**EXERCISE DESCRIPTION:** Take the data below and filter it for lines containing the word "contains"; show each line found.

::: DATA FOR THE TASK

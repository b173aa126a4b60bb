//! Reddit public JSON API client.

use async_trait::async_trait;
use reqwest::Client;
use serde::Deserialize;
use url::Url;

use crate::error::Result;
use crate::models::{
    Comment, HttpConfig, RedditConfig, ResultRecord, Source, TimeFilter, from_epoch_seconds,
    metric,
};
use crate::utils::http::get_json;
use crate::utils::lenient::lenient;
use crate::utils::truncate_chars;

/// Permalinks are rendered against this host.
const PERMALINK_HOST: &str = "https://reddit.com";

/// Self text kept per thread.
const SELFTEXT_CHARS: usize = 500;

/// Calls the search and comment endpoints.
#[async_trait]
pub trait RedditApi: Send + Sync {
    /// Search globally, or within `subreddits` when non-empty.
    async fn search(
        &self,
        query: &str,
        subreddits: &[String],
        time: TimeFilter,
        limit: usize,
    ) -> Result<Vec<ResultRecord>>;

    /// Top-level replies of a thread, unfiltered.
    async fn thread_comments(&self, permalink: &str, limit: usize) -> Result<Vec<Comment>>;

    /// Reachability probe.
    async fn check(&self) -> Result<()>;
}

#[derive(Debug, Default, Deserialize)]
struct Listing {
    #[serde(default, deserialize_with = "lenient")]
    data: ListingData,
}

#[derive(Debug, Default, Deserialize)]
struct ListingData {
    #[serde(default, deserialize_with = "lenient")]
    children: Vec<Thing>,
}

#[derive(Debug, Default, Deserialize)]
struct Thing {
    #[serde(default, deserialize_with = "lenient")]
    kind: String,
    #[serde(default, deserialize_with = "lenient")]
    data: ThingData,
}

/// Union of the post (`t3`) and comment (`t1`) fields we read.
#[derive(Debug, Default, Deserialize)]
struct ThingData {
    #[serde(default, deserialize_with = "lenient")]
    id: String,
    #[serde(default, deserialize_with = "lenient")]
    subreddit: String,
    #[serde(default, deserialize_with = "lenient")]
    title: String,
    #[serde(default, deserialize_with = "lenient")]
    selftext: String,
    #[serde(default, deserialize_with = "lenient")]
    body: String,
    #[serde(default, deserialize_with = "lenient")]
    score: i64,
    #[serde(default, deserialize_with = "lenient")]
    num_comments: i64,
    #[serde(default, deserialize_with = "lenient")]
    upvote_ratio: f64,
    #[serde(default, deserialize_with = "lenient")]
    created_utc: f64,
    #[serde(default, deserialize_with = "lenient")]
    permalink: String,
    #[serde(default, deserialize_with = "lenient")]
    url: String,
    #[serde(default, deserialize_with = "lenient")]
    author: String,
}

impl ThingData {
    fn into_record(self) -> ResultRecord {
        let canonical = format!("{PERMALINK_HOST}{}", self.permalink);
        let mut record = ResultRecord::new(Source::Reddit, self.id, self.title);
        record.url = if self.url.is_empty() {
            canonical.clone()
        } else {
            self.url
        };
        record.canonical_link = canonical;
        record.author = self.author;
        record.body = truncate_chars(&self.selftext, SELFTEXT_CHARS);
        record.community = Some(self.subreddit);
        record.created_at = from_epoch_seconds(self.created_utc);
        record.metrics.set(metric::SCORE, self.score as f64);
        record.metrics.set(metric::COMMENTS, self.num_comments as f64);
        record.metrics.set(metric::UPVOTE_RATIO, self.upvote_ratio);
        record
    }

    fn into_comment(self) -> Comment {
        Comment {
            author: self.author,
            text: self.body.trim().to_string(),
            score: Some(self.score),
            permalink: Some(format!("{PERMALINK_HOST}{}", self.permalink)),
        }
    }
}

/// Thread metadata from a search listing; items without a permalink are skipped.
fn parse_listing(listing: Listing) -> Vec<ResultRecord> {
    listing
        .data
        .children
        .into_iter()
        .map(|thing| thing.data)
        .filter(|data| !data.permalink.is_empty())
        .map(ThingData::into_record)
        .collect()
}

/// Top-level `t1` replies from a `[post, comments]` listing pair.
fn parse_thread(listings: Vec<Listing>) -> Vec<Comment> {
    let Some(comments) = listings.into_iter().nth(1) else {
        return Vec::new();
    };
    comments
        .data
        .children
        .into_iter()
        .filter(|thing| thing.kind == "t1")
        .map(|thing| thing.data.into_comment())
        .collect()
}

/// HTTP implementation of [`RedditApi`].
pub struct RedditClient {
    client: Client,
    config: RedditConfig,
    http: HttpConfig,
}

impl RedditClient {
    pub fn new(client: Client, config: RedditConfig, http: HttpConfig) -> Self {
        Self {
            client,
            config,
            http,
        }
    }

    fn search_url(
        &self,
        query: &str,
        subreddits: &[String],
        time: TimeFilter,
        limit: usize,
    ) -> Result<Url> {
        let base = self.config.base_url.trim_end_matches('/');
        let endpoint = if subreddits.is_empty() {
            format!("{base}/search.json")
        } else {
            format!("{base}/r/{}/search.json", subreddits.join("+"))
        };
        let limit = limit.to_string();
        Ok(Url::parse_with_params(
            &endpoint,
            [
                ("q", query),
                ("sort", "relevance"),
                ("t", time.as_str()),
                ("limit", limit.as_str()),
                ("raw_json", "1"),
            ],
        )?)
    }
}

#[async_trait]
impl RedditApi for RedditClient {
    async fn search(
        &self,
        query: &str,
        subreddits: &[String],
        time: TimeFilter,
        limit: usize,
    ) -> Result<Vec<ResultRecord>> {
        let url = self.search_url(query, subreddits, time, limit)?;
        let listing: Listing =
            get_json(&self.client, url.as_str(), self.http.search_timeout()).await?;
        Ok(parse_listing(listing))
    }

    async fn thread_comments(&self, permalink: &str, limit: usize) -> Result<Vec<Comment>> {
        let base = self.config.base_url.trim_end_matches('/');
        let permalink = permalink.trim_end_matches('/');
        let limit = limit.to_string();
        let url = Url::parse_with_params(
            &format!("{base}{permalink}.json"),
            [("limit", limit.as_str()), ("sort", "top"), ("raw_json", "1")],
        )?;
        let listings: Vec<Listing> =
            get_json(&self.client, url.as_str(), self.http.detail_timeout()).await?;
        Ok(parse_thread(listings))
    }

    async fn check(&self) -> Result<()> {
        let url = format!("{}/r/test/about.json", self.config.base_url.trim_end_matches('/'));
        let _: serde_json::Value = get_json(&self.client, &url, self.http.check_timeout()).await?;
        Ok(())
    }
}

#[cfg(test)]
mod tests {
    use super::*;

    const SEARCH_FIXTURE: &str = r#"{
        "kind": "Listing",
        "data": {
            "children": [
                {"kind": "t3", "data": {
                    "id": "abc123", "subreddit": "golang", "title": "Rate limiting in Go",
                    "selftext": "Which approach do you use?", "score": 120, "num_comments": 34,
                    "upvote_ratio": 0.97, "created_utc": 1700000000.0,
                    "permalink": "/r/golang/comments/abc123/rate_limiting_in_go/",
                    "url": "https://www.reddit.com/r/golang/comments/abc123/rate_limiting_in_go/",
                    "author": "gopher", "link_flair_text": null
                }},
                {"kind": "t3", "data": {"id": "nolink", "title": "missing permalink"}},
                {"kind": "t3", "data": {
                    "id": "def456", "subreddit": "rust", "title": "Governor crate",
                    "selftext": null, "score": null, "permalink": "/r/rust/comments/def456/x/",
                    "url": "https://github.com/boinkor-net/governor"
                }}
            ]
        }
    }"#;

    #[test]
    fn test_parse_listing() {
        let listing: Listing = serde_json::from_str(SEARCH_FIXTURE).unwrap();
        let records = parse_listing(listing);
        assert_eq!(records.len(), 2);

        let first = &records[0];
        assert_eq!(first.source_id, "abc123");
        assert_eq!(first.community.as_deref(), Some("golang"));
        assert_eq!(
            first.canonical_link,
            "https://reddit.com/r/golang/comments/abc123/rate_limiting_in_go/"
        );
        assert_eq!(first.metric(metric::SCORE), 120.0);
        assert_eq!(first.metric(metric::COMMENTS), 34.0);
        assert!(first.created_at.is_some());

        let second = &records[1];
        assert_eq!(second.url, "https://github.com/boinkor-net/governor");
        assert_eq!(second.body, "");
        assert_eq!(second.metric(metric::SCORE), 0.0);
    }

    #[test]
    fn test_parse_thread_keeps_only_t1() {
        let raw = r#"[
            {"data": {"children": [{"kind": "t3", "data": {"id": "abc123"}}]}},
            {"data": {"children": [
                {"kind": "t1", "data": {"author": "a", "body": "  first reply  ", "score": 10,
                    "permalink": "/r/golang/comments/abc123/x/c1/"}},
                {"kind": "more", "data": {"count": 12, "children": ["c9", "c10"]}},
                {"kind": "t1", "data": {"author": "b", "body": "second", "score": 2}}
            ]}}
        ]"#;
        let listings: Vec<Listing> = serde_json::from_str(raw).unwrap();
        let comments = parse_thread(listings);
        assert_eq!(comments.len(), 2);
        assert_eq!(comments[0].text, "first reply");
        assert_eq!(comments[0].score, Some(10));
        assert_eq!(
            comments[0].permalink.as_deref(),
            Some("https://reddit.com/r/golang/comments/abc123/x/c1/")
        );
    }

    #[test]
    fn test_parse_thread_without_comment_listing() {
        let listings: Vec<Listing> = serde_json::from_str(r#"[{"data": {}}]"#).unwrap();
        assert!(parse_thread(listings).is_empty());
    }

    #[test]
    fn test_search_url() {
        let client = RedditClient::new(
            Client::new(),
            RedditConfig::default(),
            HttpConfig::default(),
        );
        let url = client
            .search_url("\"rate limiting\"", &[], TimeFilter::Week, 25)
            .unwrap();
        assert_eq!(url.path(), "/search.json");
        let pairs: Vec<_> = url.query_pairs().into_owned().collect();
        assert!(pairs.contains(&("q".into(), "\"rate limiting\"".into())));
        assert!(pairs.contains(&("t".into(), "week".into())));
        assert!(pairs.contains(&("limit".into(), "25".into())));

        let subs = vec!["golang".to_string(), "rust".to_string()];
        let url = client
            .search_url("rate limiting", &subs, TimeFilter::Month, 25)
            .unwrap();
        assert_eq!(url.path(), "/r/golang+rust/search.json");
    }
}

::::::
::: DATA FOR THE TASK

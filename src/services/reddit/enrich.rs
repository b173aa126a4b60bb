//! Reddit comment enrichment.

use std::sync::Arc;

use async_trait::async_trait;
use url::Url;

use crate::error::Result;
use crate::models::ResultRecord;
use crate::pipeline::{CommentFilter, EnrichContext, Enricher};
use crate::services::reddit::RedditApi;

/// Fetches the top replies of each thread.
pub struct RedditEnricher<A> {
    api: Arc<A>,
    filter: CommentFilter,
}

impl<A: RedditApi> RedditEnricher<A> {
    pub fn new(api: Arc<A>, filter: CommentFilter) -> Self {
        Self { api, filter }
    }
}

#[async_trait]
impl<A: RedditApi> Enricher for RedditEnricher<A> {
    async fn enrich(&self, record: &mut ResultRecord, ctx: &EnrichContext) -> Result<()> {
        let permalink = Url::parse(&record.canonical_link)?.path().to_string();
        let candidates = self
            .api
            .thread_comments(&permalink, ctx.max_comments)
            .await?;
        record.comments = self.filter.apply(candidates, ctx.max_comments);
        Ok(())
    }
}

::::::

**SOLUTION:**
        assert!(pairs.contains(&("q".into(), "\"rate limiting\"".into())));
        assert!(pairs.contains(&("t".into(), "week".into())));
        assert!(pairs.contains(&("limit".into(), "25".into())));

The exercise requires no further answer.